Write the data out again, word for word.

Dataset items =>
>>

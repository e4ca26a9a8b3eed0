use std::{fs, io, path::Path};

use crate::error::{Error, Result};

/// Filesystem access needed to persist reports.
///
/// Writes for different modules may run on several threads at once, hence the
/// `Sync` bound.
pub trait ReportFs: Sync {
    /// Recursively create `path`, succeeding if it already exists.
    fn create_dir_all(&self, path: &Path) -> io::Result<()>;

    /// Create or truncate the file at `path` and write `contents` to it.
    fn write_report(&self, path: &Path, contents: &[u8]) -> io::Result<()>;
}

#[derive(Debug, Default, Clone, Copy)]
pub struct StdFs;

impl ReportFs for StdFs {
    fn create_dir_all(&self, path: &Path) -> io::Result<()> {
        fs::create_dir_all(path)
    }

    fn write_report(&self, path: &Path, contents: &[u8]) -> io::Result<()> {
        fs::write(path, contents)
    }
}

impl<T: ReportFs> ReportFs for &T {
    fn create_dir_all(&self, path: &Path) -> io::Result<()> {
        (**self).create_dir_all(path)
    }

    fn write_report(&self, path: &Path, contents: &[u8]) -> io::Result<()> {
        (**self).write_report(path, contents)
    }
}

/// Make sure the output directory exists.
pub fn ensure_dir(fs: &impl ReportFs, path: &Path) -> Result<()> {
    tracing::debug!(path = %path.display(), "ensuring output directory");
    fs.create_dir_all(path).map_err(|source| Error::CreateDir {
        path: path.to_path_buf(),
        source,
    })
}
//! JUnit XML reports for test runs, one file per test module.
//!
//! A [`TestEngine`](engine::TestEngine) runs the tests and reports lifecycle
//! events to a [`RunListener`](builder::RunListener). The
//! [`JUnitReporter`] collects those events into a
//! [`ModuleReport`](model::ModuleReport) per module and, once the engine
//! signals `done`, writes `<output>/<module>.xml` for each of them.

pub mod assertion;
pub mod builder;
pub mod config;
pub mod console;
pub mod engine;
pub mod fs;
pub mod model;
pub mod path;
pub mod render;
pub mod writer;

mod error;
pub use error::*;

mod reporter;
pub use reporter::*;

pub mod prelude {
    pub use crate::{
        Error, JUnitReporter,
        assertion::{Assertion, AssertionError, AssertionList, ErrorKind},
        builder::{ReportBuilder, RunListener},
        config::ReporterOptions,
        console::{ColorSetting, Decorations, LogSink, WriteSink},
        engine::{TestEngine, TestSpec, replay::ReplayEngine},
        model::{Failure, ModuleReport, TestCaseReport},
    };
}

<<

Solution =>
repository e4ca26a9a8b3eed0
use std::{fs, io, path::Path};

use crate::error::{Error, Result};

/// Filesystem access needed to persist reports.
///
/// Writes for different modules may run on several threads at once, hence the
/// `Sync` bound.
pub trait ReportFs: Sync {
    /// Recursively create `path`, succeeding if it already exists.
    fn create_dir_all(&self, path: &Path) -> io::Result<()>;

    /// Create or truncate the file at `path` and write `contents` to it.
    fn write_report(&self, path: &Path, contents: &[u8]) -> io::Result<()>;
}

#[derive(Debug, Default, Clone, Copy)]
pub struct StdFs;

impl ReportFs for StdFs {
    fn create_dir_all(&self, path: &Path) -> io::Result<()> {
        fs::create_dir_all(path)
    }

    fn write_report(&self, path: &Path, contents: &[u8]) -> io::Result<()> {
        fs::write(path, contents)
    }
}

impl<T: ReportFs> ReportFs for &T {
    fn create_dir_all(&self, path: &Path) -> io::Result<()> {
        (**self).create_dir_all(path)
    }

    fn write_report(&self, path: &Path, contents: &[u8]) -> io::Result<()> {
        (**self).write_report(path, contents)
    }
}

/// Make sure the output directory exists.
pub fn ensure_dir(fs: &impl ReportFs, path: &Path) -> Result<()> {
    tracing::debug!(path = %path.display(), "ensuring output directory");
    fs.create_dir_all(path).map_err(|source| Error::CreateDir {
        path: path.to_path_buf(),
        source,
    })
}
//! JUnit XML reports for test runs, one file per test module.
//!
//! A [`TestEngine`](engine::TestEngine) runs the tests and reports lifecycle
//! events to a [`RunListener`](builder::RunListener). The
//! [`JUnitReporter`] collects those events into a
//! [`ModuleReport`](model::ModuleReport) per module and, once the engine
//! signals `done`, writes `<output>/<module>.xml` for each of them.

pub mod assertion;
pub mod builder;
pub mod config;
pub mod console;
pub mod engine;
pub mod fs;
pub mod model;
pub mod path;
pub mod render;
pub mod writer;

mod error;
pub use error::*;

mod reporter;
pub use reporter::*;

pub mod prelude {
    pub use crate::{
        Error, JUnitReporter,
        assertion::{Assertion, AssertionError, AssertionList, ErrorKind},
        builder::{ReportBuilder, RunListener},
        config::ReporterOptions,
        console::{ColorSetting, Decorations, LogSink, WriteSink},
        engine::{TestEngine, TestSpec, replay::ReplayEngine},
        model::{Failure, ModuleReport, TestCaseReport},
    };
}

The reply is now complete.